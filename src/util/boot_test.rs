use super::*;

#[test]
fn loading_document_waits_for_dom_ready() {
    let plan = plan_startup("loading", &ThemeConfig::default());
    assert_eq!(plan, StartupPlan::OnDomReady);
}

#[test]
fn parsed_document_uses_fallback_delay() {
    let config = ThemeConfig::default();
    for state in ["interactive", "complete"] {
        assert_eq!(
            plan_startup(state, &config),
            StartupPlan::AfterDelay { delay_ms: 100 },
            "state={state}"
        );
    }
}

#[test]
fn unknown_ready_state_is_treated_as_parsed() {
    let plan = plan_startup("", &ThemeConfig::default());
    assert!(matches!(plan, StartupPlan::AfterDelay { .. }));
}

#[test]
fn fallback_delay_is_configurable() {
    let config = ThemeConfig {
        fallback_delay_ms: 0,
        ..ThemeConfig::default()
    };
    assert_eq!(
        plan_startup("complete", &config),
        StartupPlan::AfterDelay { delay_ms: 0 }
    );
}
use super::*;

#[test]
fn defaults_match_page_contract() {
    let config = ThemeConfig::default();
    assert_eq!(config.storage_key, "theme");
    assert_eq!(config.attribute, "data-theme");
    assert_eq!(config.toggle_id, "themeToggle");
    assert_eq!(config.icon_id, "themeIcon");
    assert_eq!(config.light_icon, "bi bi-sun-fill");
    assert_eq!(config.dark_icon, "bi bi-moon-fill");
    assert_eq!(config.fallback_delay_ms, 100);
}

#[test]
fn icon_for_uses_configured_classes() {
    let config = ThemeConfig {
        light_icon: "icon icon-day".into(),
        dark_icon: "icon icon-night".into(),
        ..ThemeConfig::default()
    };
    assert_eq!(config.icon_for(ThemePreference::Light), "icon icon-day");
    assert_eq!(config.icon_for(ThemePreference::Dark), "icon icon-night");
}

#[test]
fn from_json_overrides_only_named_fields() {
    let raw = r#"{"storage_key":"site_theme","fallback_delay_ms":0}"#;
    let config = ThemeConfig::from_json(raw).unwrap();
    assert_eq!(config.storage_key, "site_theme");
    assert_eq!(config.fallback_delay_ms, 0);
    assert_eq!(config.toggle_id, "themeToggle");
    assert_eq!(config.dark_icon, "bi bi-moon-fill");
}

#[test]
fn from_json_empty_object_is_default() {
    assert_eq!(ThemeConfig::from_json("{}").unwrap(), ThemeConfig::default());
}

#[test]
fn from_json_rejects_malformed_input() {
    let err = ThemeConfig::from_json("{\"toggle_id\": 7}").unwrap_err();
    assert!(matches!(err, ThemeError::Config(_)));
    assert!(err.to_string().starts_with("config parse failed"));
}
+++
-- Work to complete --
The expected output is the run of lines from the one that includes "assert_eq!(config.fallback_delay_ms, 0);" through the end of the listing above, exactly as they stand.

-- Answer section --
    assert_eq!(config.fallback_delay_ms, 0);
    assert_eq!(config.toggle_id, "themeToggle");
    assert_eq!(config.dark_icon, "bi bi-moon-fill");
}

#[test]
fn from_json_empty_object_is_default() {
    assert_eq!(ThemeConfig::from_json("{}").unwrap(), ThemeConfig::default());
}

#[test]
fn from_json_rejects_malformed_input() {
    let err = ThemeConfig::from_json("{\"toggle_id\": 7}").unwrap_err();
    assert!(matches!(err, ThemeError::Config(_)));
    assert!(err.to_string().starts_with("config parse failed"));
}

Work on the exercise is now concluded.